**Exercise aim**
Exact repetition of the data below is required.

......

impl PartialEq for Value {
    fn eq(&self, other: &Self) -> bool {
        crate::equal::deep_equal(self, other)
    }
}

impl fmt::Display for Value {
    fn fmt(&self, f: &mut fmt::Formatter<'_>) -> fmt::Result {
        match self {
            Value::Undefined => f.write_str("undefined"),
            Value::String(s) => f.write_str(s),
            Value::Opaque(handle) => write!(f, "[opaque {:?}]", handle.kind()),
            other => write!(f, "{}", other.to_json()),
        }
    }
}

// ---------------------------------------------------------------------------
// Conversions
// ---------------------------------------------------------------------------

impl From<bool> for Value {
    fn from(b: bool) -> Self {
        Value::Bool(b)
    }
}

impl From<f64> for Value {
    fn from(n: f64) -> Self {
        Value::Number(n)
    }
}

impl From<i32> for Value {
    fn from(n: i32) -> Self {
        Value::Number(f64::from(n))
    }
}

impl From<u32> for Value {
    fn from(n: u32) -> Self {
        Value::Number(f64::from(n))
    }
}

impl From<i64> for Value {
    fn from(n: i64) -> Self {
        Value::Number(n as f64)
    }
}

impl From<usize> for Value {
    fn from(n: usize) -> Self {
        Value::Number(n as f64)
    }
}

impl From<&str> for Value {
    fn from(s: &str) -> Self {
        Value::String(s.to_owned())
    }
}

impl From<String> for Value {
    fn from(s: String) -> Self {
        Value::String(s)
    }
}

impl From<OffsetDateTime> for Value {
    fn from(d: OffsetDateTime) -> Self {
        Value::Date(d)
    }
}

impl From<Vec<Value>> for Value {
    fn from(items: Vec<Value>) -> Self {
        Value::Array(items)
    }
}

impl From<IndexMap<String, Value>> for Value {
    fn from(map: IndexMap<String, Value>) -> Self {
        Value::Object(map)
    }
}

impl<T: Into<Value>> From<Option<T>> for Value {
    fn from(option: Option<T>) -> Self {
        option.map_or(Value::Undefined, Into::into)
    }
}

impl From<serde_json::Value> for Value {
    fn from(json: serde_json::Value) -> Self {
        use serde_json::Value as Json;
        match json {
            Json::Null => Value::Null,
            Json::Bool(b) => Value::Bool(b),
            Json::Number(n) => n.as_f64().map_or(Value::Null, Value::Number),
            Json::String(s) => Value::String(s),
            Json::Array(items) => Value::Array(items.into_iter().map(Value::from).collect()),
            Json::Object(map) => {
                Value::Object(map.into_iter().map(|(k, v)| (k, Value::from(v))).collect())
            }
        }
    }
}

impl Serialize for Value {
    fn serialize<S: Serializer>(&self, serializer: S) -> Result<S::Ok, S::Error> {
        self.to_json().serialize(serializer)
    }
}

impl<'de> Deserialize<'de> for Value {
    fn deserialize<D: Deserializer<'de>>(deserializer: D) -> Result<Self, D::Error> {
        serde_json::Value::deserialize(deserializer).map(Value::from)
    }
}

......

**Answer section**
impl PartialEq for Value {
    fn eq(&self, other: &Self) -> bool {
        crate::equal::deep_equal(self, other)
    }
}

impl fmt::Display for Value {
    fn fmt(&self, f: &mut fmt::Formatter<'_>) -> fmt::Result {
        match self {
            Value::Undefined => f.write_str("undefined"),
            Value::String(s) => f.write_str(s),
            Value::Opaque(handle) => write!(f, "[opaque {:?}]", handle.kind()),
            other => write!(f, "{}", other.to_json()),
        }
    }
}

// ---------------------------------------------------------------------------
// Conversions
// ---------------------------------------------------------------------------

impl From<bool> for Value {
    fn from(b: bool) -> Self {
        Value::Bool(b)
    }
}

impl From<f64> for Value {
    fn from(n: f64) -> Self {
        Value::Number(n)
    }
}

impl From<i32> for Value {
    fn from(n: i32) -> Self {
        Value::Number(f64::from(n))
    }
}

impl From<u32> for Value {
    fn from(n: u32) -> Self {
        Value::Number(f64::from(n))
    }
}

impl From<i64> for Value {
    fn from(n: i64) -> Self {
        Value::Number(n as f64)
    }
}

impl From<usize> for Value {
    fn from(n: usize) -> Self {
        Value::Number(n as f64)
    }
}

impl From<&str> for Value {
    fn from(s: &str) -> Self {
        Value::String(s.to_owned())
    }
}

impl From<String> for Value {
    fn from(s: String) -> Self {
        Value::String(s)
    }
}

impl From<OffsetDateTime> for Value {
    fn from(d: OffsetDateTime) -> Self {
        Value::Date(d)
    }
}

impl From<Vec<Value>> for Value {
    fn from(items: Vec<Value>) -> Self {
        Value::Array(items)
    }
}

impl From<IndexMap<String, Value>> for Value {
    fn from(map: IndexMap<String, Value>) -> Self {
        Value::Object(map)
    }
}

impl<T: Into<Value>> From<Option<T>> for Value {
    fn from(option: Option<T>) -> Self {
        option.map_or(Value::Undefined, Into::into)
    }
}

impl From<serde_json::Value> for Value {
    fn from(json: serde_json::Value) -> Self {
        use serde_json::Value as Json;
        match json {
            Json::Null => Value::Null,
            Json::Bool(b) => Value::Bool(b),
            Json::Number(n) => n.as_f64().map_or(Value::Null, Value::Number),
            Json::String(s) => Value::String(s),
            Json::Array(items) => Value::Array(items.into_iter().map(Value::from).collect()),
            Json::Object(map) => {
                Value::Object(map.into_iter().map(|(k, v)| (k, Value::from(v))).collect())
            }
        }
    }
}

impl Serialize for Value {
    fn serialize<S: Serializer>(&self, serializer: S) -> Result<S::Ok, S::Error> {
        self.to_json().serialize(serializer)
    }
}

impl<'de> Deserialize<'de> for Value {
    fn deserialize<D: Deserializer<'de>>(deserializer: D) -> Result<Self, D::Error> {
        serde_json::Value::deserialize(deserializer).map(Value::from)
    }
}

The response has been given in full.